I made a quick breakfast and hurried out the door. Grief followed along.
I turned around and said, “Not now, they cannot see me crying.”
I busied myself all day until I finally had some time to rest.
I fell onto the chesterfield, glad to have a minute to myself.
Grief whispered in my ear again.
“Not now” I said, “can’t you see how much I need this?”
So, grief sat right down beside me instead. Not a single word.
No quiet breath. She just sat there on the next cushion.
I felt her but I did not want to look.
In a moment of curiosity, I glanced over at her presence.
Hands folded politely. Flowers in her hair. Her skin soft and delicate.
She must have noticed my confusion.
“I know” she said, “not now.”
“No – it’s okay” I said, “it’s just – I didn’t expect you to look like that.”
“Like what?”
“Beautiful, gentle, full of grace. And to think, I pushed you away all day.”
Grief looked at me with tender eyes and said, “You just hadn’t seen me dressed as love yet.”
It’s such an honest picture of what avoiding grief looks like. Not that we need to enjoy it, of course, but grief doesn’t take a hint. It lingers. It waits until you stop long enough to notice it sitting there, quiet and polite, refusing to leave until it’s been seen.
I didn’t recognize grief for what it was. I treated it like an intruder instead of a companion. I told it “not now” while trying to hold my life together with duct tape and caffeine. I thought grief was supposed to look tragic, not tender. I didn’t want to be “tragic”.

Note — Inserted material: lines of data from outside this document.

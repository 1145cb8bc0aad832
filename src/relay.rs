//! Progress relay - forwards job events to the owning client's channel.
//!
//! The relay is the narrow API background jobs use to reach a client. It
//! performs exactly one attempted write per call: registry lookup, then a
//! send on the client's channel. A missing client or a closed channel both
//! mean "nobody is watching" - the event is dropped and the job carries on.

use std::sync::Arc;

use tracing::debug;

use crate::channels::ChannelRegistry;
use crate::events::ProgressEvent;
use crate::observability::Metrics;

#[derive(Clone)]
pub struct ProgressRelay {
    registry: Arc<ChannelRegistry>,
    metrics: Arc<Metrics>,
}

impl ProgressRelay {
    pub fn new(registry: Arc<ChannelRegistry>, metrics: Arc<Metrics>) -> Self {
        Self { registry, metrics }
    }

    /// Push an event to `client_id`'s channel.
    ///
    /// Returns whether the write was accepted. `false` is not an error: it is
    /// the defined outcome for a client that disconnected mid-job. No
    /// buffering, no retry; the caller is responsible for calling
    /// sequentially if it needs per-job ordering.
    pub async fn send(&self, client_id: &str, event: ProgressEvent) -> bool {
        let Some(sender) = self.registry.lookup(client_id).await else {
            debug!(client_id, "Client not registered, dropping event");
            self.metrics.event_dropped();
            return false;
        };

        // The channel closes when the WebSocket task unwinds; treat that
        // exactly like an absent client.
        match sender.send(event) {
            Ok(()) => {
                self.metrics.event_delivered();
                true
            }
            Err(_) => {
                debug!(client_id, "Channel closed, dropping event");
                self.metrics.event_dropped();
                false
            }
        }
    }
}
//! Job dispatcher - binds a download request to a background job task.
//!
//! `start` validates that the requesting client has a live channel, then
//! spawns a detached task that owns the job end-to-end: it drives the
//! extraction engine, translates raw [`FetchUpdate`]s into client-facing
//! [`ProgressEvent`]s, and converts an engine failure into the terminal
//! `error` event. No handle to the task is kept - there is no cancellation
//! and no join; a client that disconnects mid-job simply stops receiving.
//!
//! Architecture:
//! 1. API calls `dispatcher.start(url, format_id, client_id)`
//! 2. Registry gate: unregistered client -> `ClientNotConnected`, no spawn
//! 3. Job task hands the engine an unbounded update channel
//! 4. A forwarder task drains that channel into the relay, in order
//! 5. Terminal event: engine-emitted `finished`, or `error` built from `Err`

use std::sync::Arc;

use thiserror::Error;
use tokio::sync::mpsc;
use tracing::{debug, info, warn};

use crate::channels::ChannelRegistry;
use crate::events::ProgressEvent;
use crate::extractor::{Extractor, FetchUpdate};
use crate::observability::Metrics;
use crate::relay::ProgressRelay;

#[derive(Debug, Error)]
pub enum DispatchError {
    #[error("client {0} is not connected to a progress channel")]
    ClientNotConnected(String),
}

pub struct Dispatcher {
    registry: Arc<ChannelRegistry>,
    relay: ProgressRelay,
    extractor: Arc<dyn Extractor>,
    metrics: Arc<Metrics>,
}

impl Dispatcher {
    pub fn new(
        registry: Arc<ChannelRegistry>,
        relay: ProgressRelay,
        extractor: Arc<dyn Extractor>,
        metrics: Arc<Metrics>,
    ) -> Self {
        Self {
            registry,
            relay,
            extractor,
            metrics,
        }
    }

    /// Schedule a download job for a connected client.
    ///
    /// Returns as soon as the job task is spawned; progress flows over the
    /// client's channel from then on. Fails fast with `ClientNotConnected`
    /// when the client has no live channel - no task is spawned in that case.
    pub async fn start(
        &self,
        url: String,
        format_id: String,
        client_id: String,
    ) -> Result<(), DispatchError> {
        if !self.registry.is_registered(&client_id).await {
            debug!(client_id = %client_id, "Rejecting download for unregistered client");
            return Err(DispatchError::ClientNotConnected(client_id));
        }

        info!(url = %url, format_id = %format_id, client_id = %client_id, "Scheduling download job");
        self.metrics.job_started();

        let relay = self.relay.clone();
        let extractor = self.extractor.clone();
        let metrics = self.metrics.clone();
        tokio::spawn(run_job(url, format_id, client_id, extractor, relay, metrics));

        Ok(())
    }
}

/// One job, end to end. Never panics the host: every failure path ends in a
/// terminal `error` event (delivered best-effort) and a metrics bump.
async fn run_job(
    url: String,
    format_id: String,
    client_id: String,
    extractor: Arc<dyn Extractor>,
    relay: ProgressRelay,
    metrics: Arc<Metrics>,
) {
    let (update_tx, mut update_rx) = mpsc::unbounded_channel::<FetchUpdate>();

    // Forward updates to the relay in emission order. The loop ends when the
    // engine drops its sender, so by the time we join below every produced
    // update has had its delivery attempt.
    let forwarder = {
        let relay = relay.clone();
        let client_id = client_id.clone();
        tokio::spawn(async move {
            while let Some(update) = update_rx.recv().await {
                relay.send(&client_id, translate(update)).await;
            }
        })
    };

    let result = extractor.fetch(&url, &format_id, update_tx).await;

    if forwarder.await.is_err() {
        warn!(client_id = %client_id, "Progress forwarder task panicked");
    }

    match result {
        Ok(()) => {
            info!(url = %url, client_id = %client_id, "Download job finished");
            metrics.job_finished();
        }
        Err(e) => {
            warn!(url = %url, client_id = %client_id, error = %e, "Download job failed");
            relay
                .send(
                    &client_id,
                    ProgressEvent::Error {
                        message: e.to_string(),
                    },
                )
                .await;
            metrics.job_failed();
        }
    }
}

/// Translate a raw engine update into the client-facing event shape.
fn translate(update: FetchUpdate) -> ProgressEvent {
    match update {
        FetchUpdate::Progress {
            percent,
            speed,
            eta,
            filename,
        } => ProgressEvent::Downloading {
            percent: percent.clamp(0.0, 100.0),
            speed,
            eta,
            filename,
        },
        FetchUpdate::Finished { filename } => ProgressEvent::Finished { filename },
    }
}
use axum::{Json, extract::State, response::IntoResponse};

use super::{
    models::{DownloadRequest, DownloadStartedResponse, HealthResponse, InfoRequest},
    state::AppState,
};
use crate::api::error::ApiError;
use crate::extractor::binary_on_path;

/// Metadata probe endpoint (POST /api/info)
///
/// Synchronous call into the extraction engine; no channel involvement.
/// Formats are filtered to the configured extension allow-list before the
/// response is built. Engine failures surface as a 400 with the underlying
/// message - the URL, not the service, is usually at fault.
pub async fn media_info(
    State(state): State<AppState>,
    Json(request): Json<InfoRequest>,
) -> Result<impl IntoResponse, ApiError> {
    if request.url.trim().is_empty() {
        return Err(ApiError::InvalidPayload("url must not be blank".into()));
    }

    let info = state
        .extractor
        .probe(&request.url)
        .await
        .map_err(|e| ApiError::ExtractionFailed(e.to_string()))?;

    Ok((axum::http::StatusCode::OK, Json(info)))
}

/// Download start endpoint (POST /api/download)
///
/// ## Flow:
/// 1. Validate the payload fields are non-blank
/// 2. Dispatcher checks the client has a live progress channel; without one
///    the request fails with CLIENT_NOT_CONNECTED and no job is started
/// 3. A background job task is spawned; the response returns immediately
///    with `{"status": "started"}` - completion is reported over the
///    client's WebSocket channel, never in this response
pub async fn start_download(
    State(state): State<AppState>,
    Json(request): Json<DownloadRequest>,
) -> Result<impl IntoResponse, ApiError> {
    if request.url.trim().is_empty() {
        return Err(ApiError::InvalidPayload("url must not be blank".into()));
    }
    if request.format_id.trim().is_empty() {
        return Err(ApiError::InvalidPayload(
            "format_id must not be blank".into(),
        ));
    }
    if request.client_id.trim().is_empty() {
        return Err(ApiError::InvalidPayload(
            "client_id must not be blank".into(),
        ));
    }

    state
        .dispatcher
        .start(request.url, request.format_id, request.client_id)
        .await?;

    Ok((
        axum::http::StatusCode::OK,
        Json(DownloadStartedResponse::started()),
    ))
}

/// Health check endpoint (GET /health)
///
/// Returns health status of the service components:
/// - api: Axum HTTP server
/// - registry: channel registry (always healthy if we can respond)
/// - extractor: whether the configured engine binary is present
///
/// Returns 503 Service Unavailable if any component is unhealthy.
pub async fn health(State(state): State<AppState>) -> impl IntoResponse {
    use std::collections::HashMap;

    let mut components = HashMap::new();

    components.insert("api".to_string(), "healthy".to_string());
    components.insert("registry".to_string(), "healthy".to_string());

    let extractor_status = if binary_on_path(&state.config.extractor.binary) {
        "healthy"
    } else {
        "unhealthy"
    };
    components.insert("extractor".to_string(), extractor_status.to_string());

    let all_healthy = components.values().all(|status| status == "healthy");
    let overall_status = if all_healthy { "healthy" } else { "unhealthy" };

    let status_code = if all_healthy {
        axum::http::StatusCode::OK
    } else {
        axum::http::StatusCode::SERVICE_UNAVAILABLE
    };

    let response = HealthResponse {
        status: overall_status.to_string(),
        components,
        version: env!("CARGO_PKG_VERSION").to_string(),
    };

    (status_code, Json(response))
}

But it turns out she was there all along, patient and unassuming, waiting for me to quit dodging her.

For years, I thought grief and love lived on opposite sides of the room. One hurt, one healed. One took, one gave. But now I see they were never on separate sides at all. They’ve been sitting together the whole time, quietly holding hands. Grief isn’t love’s opposite, it’s the proof that love existed so deeply it left an imprint when it had to leave the room.

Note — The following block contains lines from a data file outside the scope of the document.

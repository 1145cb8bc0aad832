mod cli;

use clap::Parser;
use cli::{Cli, Commands};

#[tokio::main]
async fn main() -> Result<(), Box<dyn std::error::Error + Send + Sync>> {
    tracing_subscriber::fmt::init();

    let cli = Cli::parse();

    match cli.command {
        Commands::Server(args) => clipbox::api::server::run(args.address).await?,
    }

    Ok(())
}
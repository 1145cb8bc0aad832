use std::net::SocketAddr;
use std::sync::Arc;

use axum::{Router, routing::get, routing::post};
use tokio::net::TcpListener;
use tower_http::trace::TraceLayer;
use tracing::info;

use super::{
    services::{health, media_info, start_download},
    state::AppState,
    ws::ws_handler,
};
use crate::config::Config;
use crate::extractor::YtDlpExtractor;

type AnyError = Box<dyn std::error::Error + Send + Sync + 'static>;

/// Build the application router. Shared with the integration tests, which
/// supply their own state (mock extractor, scratch config).
pub fn app(state: AppState) -> Router {
    Router::new()
        .route("/api/info", post(media_info))
        .route("/api/download", post(start_download))
        .route("/ws/{client_id}", get(ws_handler))
        .route("/health", get(health))
        .with_state(state)
        .layer(TraceLayer::new_for_http())
}

pub async fn run(address: Option<SocketAddr>) -> Result<(), AnyError> {
    info!("Loading configuration");
    let config = Config::load().map_err(|e| format!("Failed to load config: {}", e))?;
    let address = address.unwrap_or(config.server.bind_addr);

    // Completed media lands here; jobs fail fast if it cannot be created.
    info!(path = %config.extractor.downloads_dir.display(), "Ensuring downloads directory");
    tokio::fs::create_dir_all(&config.extractor.downloads_dir)
        .await
        .map_err(|e| format!("Failed to create downloads dir: {}", e))?;

    let extractor = Arc::new(YtDlpExtractor::new(config.extractor.clone()));
    let state = AppState::new(config, extractor);
    let registry = state.registry.clone();

    let app = app(state);

    let listener = TcpListener::bind(address).await?;
    info!(%address, "Clipbox API listening");

    axum::serve(listener, app.into_make_service())
        .with_graceful_shutdown(shutdown_signal())
        .await?;

    // In-flight jobs are detached and fire-and-forget; closing the channels
    // turns their remaining progress sends into no-ops.
    registry.shutdown_all().await;

    Ok(())
}

async fn shutdown_signal() {
    let ctrl_c = async {
        tokio::signal::ctrl_c()
            .await
            .expect("failed to install Ctrl+C handler");
    };

    #[cfg(unix)]
    let terminate = async {
        use tokio::signal::unix::{SignalKind, signal};
        let mut sigterm = signal(SignalKind::terminate())
            .expect("failed to install signal handler");
        sigterm.recv().await;
    };

    #[cfg(not(unix))]
    let terminate = std::future::pending::<()>();

    tokio::select! {
        _ = ctrl_c => {},
        _ = terminate => {},
    }

    info!("Shutdown signal received");
}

Eventually, grief stopped trying to get my attention through tears and started showing up in smaller, quieter ways. A memory that caught me off guard. A song I couldn’t skip. A moment of peace that felt undeserved. For a while, I thought she was just trying to ruin my day, showing up uninvited like a neighbor who doesn’t knock. It took me a long time to realize she wasn’t trying to wreck me, she was trying to soften me.

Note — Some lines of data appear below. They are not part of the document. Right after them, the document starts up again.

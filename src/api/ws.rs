//! Progress channel endpoint (GET /ws/{client_id})
//!
//! A client opens one WebSocket keyed by its self-chosen client id; every
//! download job it starts reports progress here. The socket is outbound-only
//! in practice: inbound frames carry no protocol and are consumed purely as
//! a liveness signal, so the receive loop doubles as the disconnect detector.

use axum::extract::ws::{Message, WebSocket, WebSocketUpgrade};
use axum::extract::{Path, State};
use axum::response::IntoResponse;
use futures::{SinkExt, StreamExt};
use std::sync::Arc;

use super::state::AppState;
use crate::channels::ChannelRegistry;

/// HTTP handler that upgrades the connection to WebSocket.
pub async fn ws_handler(
    ws: WebSocketUpgrade,
    Path(client_id): Path<String>,
    State(state): State<AppState>,
) -> impl IntoResponse {
    ws.on_upgrade(move |socket| handle_socket(socket, client_id, state.registry))
}

/// Manage a single progress connection after upgrade.
///
/// Splits the socket into a sink (outbound) and stream (inbound), then:
///   1. Registers the client id, replacing any prior channel for it.
///   2. Spawns a sender task that serializes events from the registry
///      channel into the sink.
///   3. Drains inbound frames on the current task until close or error.
///   4. Unregisters (epoch-guarded, so a superseded connection closing late
///      cannot evict a newer registration) and aborts the sender task.
async fn handle_socket(socket: WebSocket, client_id: String, registry: Arc<ChannelRegistry>) {
    let (epoch, mut rx) = registry.register(client_id.clone()).await;
    tracing::info!(client_id = %client_id, epoch, "Progress channel connected");

    let (mut sink, mut stream) = socket.split();

    // Sender task: forward channel events to the WebSocket sink. Ends when
    // the registry drops our sender (replacement or shutdown) or the sink
    // breaks; either way the events simply stop flowing.
    let sender_client_id = client_id.clone();
    let send_task = tokio::spawn(async move {
        while let Some(event) = rx.recv().await {
            let payload = match serde_json::to_string(&event) {
                Ok(payload) => payload,
                Err(e) => {
                    tracing::error!(client_id = %sender_client_id, error = %e, "Failed to serialize event");
                    continue;
                }
            };
            if sink.send(Message::Text(payload.into())).await.is_err() {
                tracing::debug!(client_id = %sender_client_id, "WebSocket sink closed");
                break;
            }
        }
    });

    // Receiver loop: no inbound protocol, just liveness.
    while let Some(result) = stream.next().await {
        match result {
            Ok(Message::Close(_)) => break,
            Ok(_msg) => {}
            Err(e) => {
                tracing::debug!(client_id = %client_id, error = %e, "WebSocket receive error");
                break;
            }
        }
    }

    registry.unregister(&client_id, epoch).await;
    send_task.abort();
    tracing::info!(client_id = %client_id, epoch, "Progress channel disconnected");
}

That’s what Ullie-Kaye captured so beautifully in “Not Now.” Grief doesn’t arrive to punish you. She sits beside you, hands folded, patient and kind, reminding you that love didn’t die. It just changed form.
If you’re in that place where you keep telling grief “not now,” I understand. Avoiding it is just trying to survive, but grief won’t hold that against you. She will wait until you’re ready, and when you finally stop running, she’ll meet you where you are. Not to pull you under; to remind you that what you lost was real, and that love is still there, quietly waiting too.